In particular, the powder and granule separation processing device is disposed and connected to the upstream of the external suction machine such as the existing dust collecting device or the electric vacuum cleaner, and the granule separation processing device regenerates the resources. The body is recovered in the system and the waste powder is discharged outside the system to reduce the load on the external suction machine.

First Basic Application The present invention (a powder separation processing device and a powder separation processing method) is one of the results thereof, and is constituted by a new device and is connected to a separation processing container. The mixture is treated, and the inside of the container is controlled to flow, and the waste powder is suctioned and discharged by the gas flow and the specific gravity, and the resource-recyclable granules are dropped and recovered.

In addition, in the process of continuously promoting research and development, one of the present inventors [Tokuda Akira] conceived a small separation and recovery processing system which constitutes the powder and granule separation processing device of the first basic application. The device unit consisting of the machine (device) and the auxiliary equipment on the downstream side can receive the treated mixture (into the system), and systematically carry out the self-contained resource-recyclable granules and lightweight foreign bodies in the system. The separation process of the waste powder produced is a series of process treatments until the separation and recovery.

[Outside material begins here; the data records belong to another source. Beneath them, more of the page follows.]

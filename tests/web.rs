// Browser tests, run with `wasm-pack test --headless --firefox`.
#![cfg(target_arch = "wasm32")]

use boss_vignettes::{init_mosquito_scene, init_page, init_toilet_scene};
use wasm_bindgen::JsCast;
use wasm_bindgen_test::*;
use web_sys::HtmlElement;

wasm_bindgen_test_configure!(run_in_browser);

fn container(width: u32, height: u32) -> HtmlElement {
    let doc = web_sys::window().unwrap().document().unwrap();
    let div: HtmlElement = doc.create_element("div").unwrap().dyn_into().unwrap();
    div.set_attribute("style", &format!("width:{width}px;height:{height}px"))
        .unwrap();
    doc.body().unwrap().append_child(&div).unwrap();
    div
}

#[wasm_bindgen_test]
fn mosquito_scene_mounts_and_cleans_up_twice() {
    let div = container(320, 240);
    let mut scene = init_mosquito_scene(div.clone()).expect("scene mounts");
    assert_eq!(div.child_element_count(), 1);
    scene.cleanup();
    scene.cleanup();
    assert_eq!(div.child_element_count(), 0);
}

#[wasm_bindgen_test]
async fn repeated_defeat_resolves_immediately() {
    let div = container(320, 240);
    let mut scene = init_mosquito_scene(div).expect("scene mounts");
    scene.cleanup();
    // a cleaned-up scene has nothing to wait for
    wasm_bindgen_futures::JsFuture::from(scene.trigger_defeat())
        .await
        .unwrap();
}

#[wasm_bindgen_test]
async fn cleanup_mid_fall_settles_the_defeat_promise() {
    let div = container(320, 240);
    let mut scene = init_mosquito_scene(div).expect("scene mounts");
    let pending = scene.trigger_defeat();
    scene.cleanup();
    wasm_bindgen_futures::JsFuture::from(pending).await.unwrap();
}

#[wasm_bindgen_test]
fn toilet_scene_uses_fallback_size() {
    let div = container(0, 0);
    let mut scene = init_toilet_scene(div.clone()).expect("scene mounts");
    let canvas: web_sys::HtmlCanvasElement =
        div.first_element_child().unwrap().dyn_into().unwrap();
    assert_eq!(canvas.style().get_property_value("width").unwrap(), "400px");
    assert_eq!(div.style().get_property_value("width").unwrap(), "400px");
    assert_eq!(div.style().get_property_value("height").unwrap(), "400px");
    scene.cleanup();
}

#[wasm_bindgen_test]
fn page_without_markup_stays_inert() {
    init_page();
}

const PAGE_MARKUP: &str = r#"
    <section id="landing" class="active"><button id="play-btn">play</button></section>
    <section id="main-content" class="MAIN">
        <div id="mosquito-scene" style="width:320px;height:240px"></div>
        <button id="boss-fight-btn">fight</button>
        <div id="message-display"></div>
        <div id="boss-result"></div>
    </section>
"#;

fn page_markup(main_class: &str) -> HtmlElement {
    let root = container(640, 480);
    root.set_inner_html(&PAGE_MARKUP.replace("MAIN", main_class));
    root
}

fn scene_children(root: &HtmlElement) -> u32 {
    root.query_selector("#mosquito-scene")
        .unwrap()
        .unwrap()
        .child_element_count()
}

#[wasm_bindgen_test]
fn mosquito_scene_waits_for_the_main_screen() {
    let root = page_markup("");
    init_page();
    assert_eq!(scene_children(&root), 0);
    root.remove();
}

#[wasm_bindgen_test]
fn mosquito_scene_mounts_at_its_laid_out_size() {
    let root = page_markup("active");
    init_page();
    assert_eq!(scene_children(&root), 1);
    let canvas: web_sys::HtmlCanvasElement = root
        .query_selector("#mosquito-scene canvas")
        .unwrap()
        .unwrap()
        .dyn_into()
        .unwrap();
    assert!(canvas.width() > 0 && canvas.height() > 0);
    assert_eq!(canvas.style().get_property_value("width").unwrap(), "320px");
    assert_eq!(canvas.style().get_property_value("height").unwrap(), "240px");
    root.remove();
}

The invention of the second basic application (powder separation and recovery processing system) In addition, it is one of the results of the development of the apparatus unit of the present invention (the granular material separation processing apparatus) including the first basic application, and is miniaturized and transportable. And a mobile powder and granule separation and recovery treatment system.

The problem to be solved by the present invention in the first basic application is to form a powder or granule composed of a sand-like or spheroidal initial shape having a large specific gravity or hardness and a particle diameter of several mm or less, and accompanying the powder. The treated mixture in which the bulk of the bulk foreign matter is mixed is separated, and the resource-recyclable granules are recovered in the system. Here, it is necessary to take into consideration the fact that the difference in specific gravity between the powder granules and the light foreign matter is small.

In particular, the powder or granules (including the lightweight foreign matter accompanying the granules) formed by the blasting process performed by the dry blow blasting device are separated, and the resources can be recovered in the system. Granules, and the removal of lightweight foreign matter or small-sized waste powders discharged from the system as a solution to the problem. Thereby, the effect of promoting the regeneration of material resources can be achieved. Further, it also includes the effect of reducing the load of the external suction machine connected to the downstream.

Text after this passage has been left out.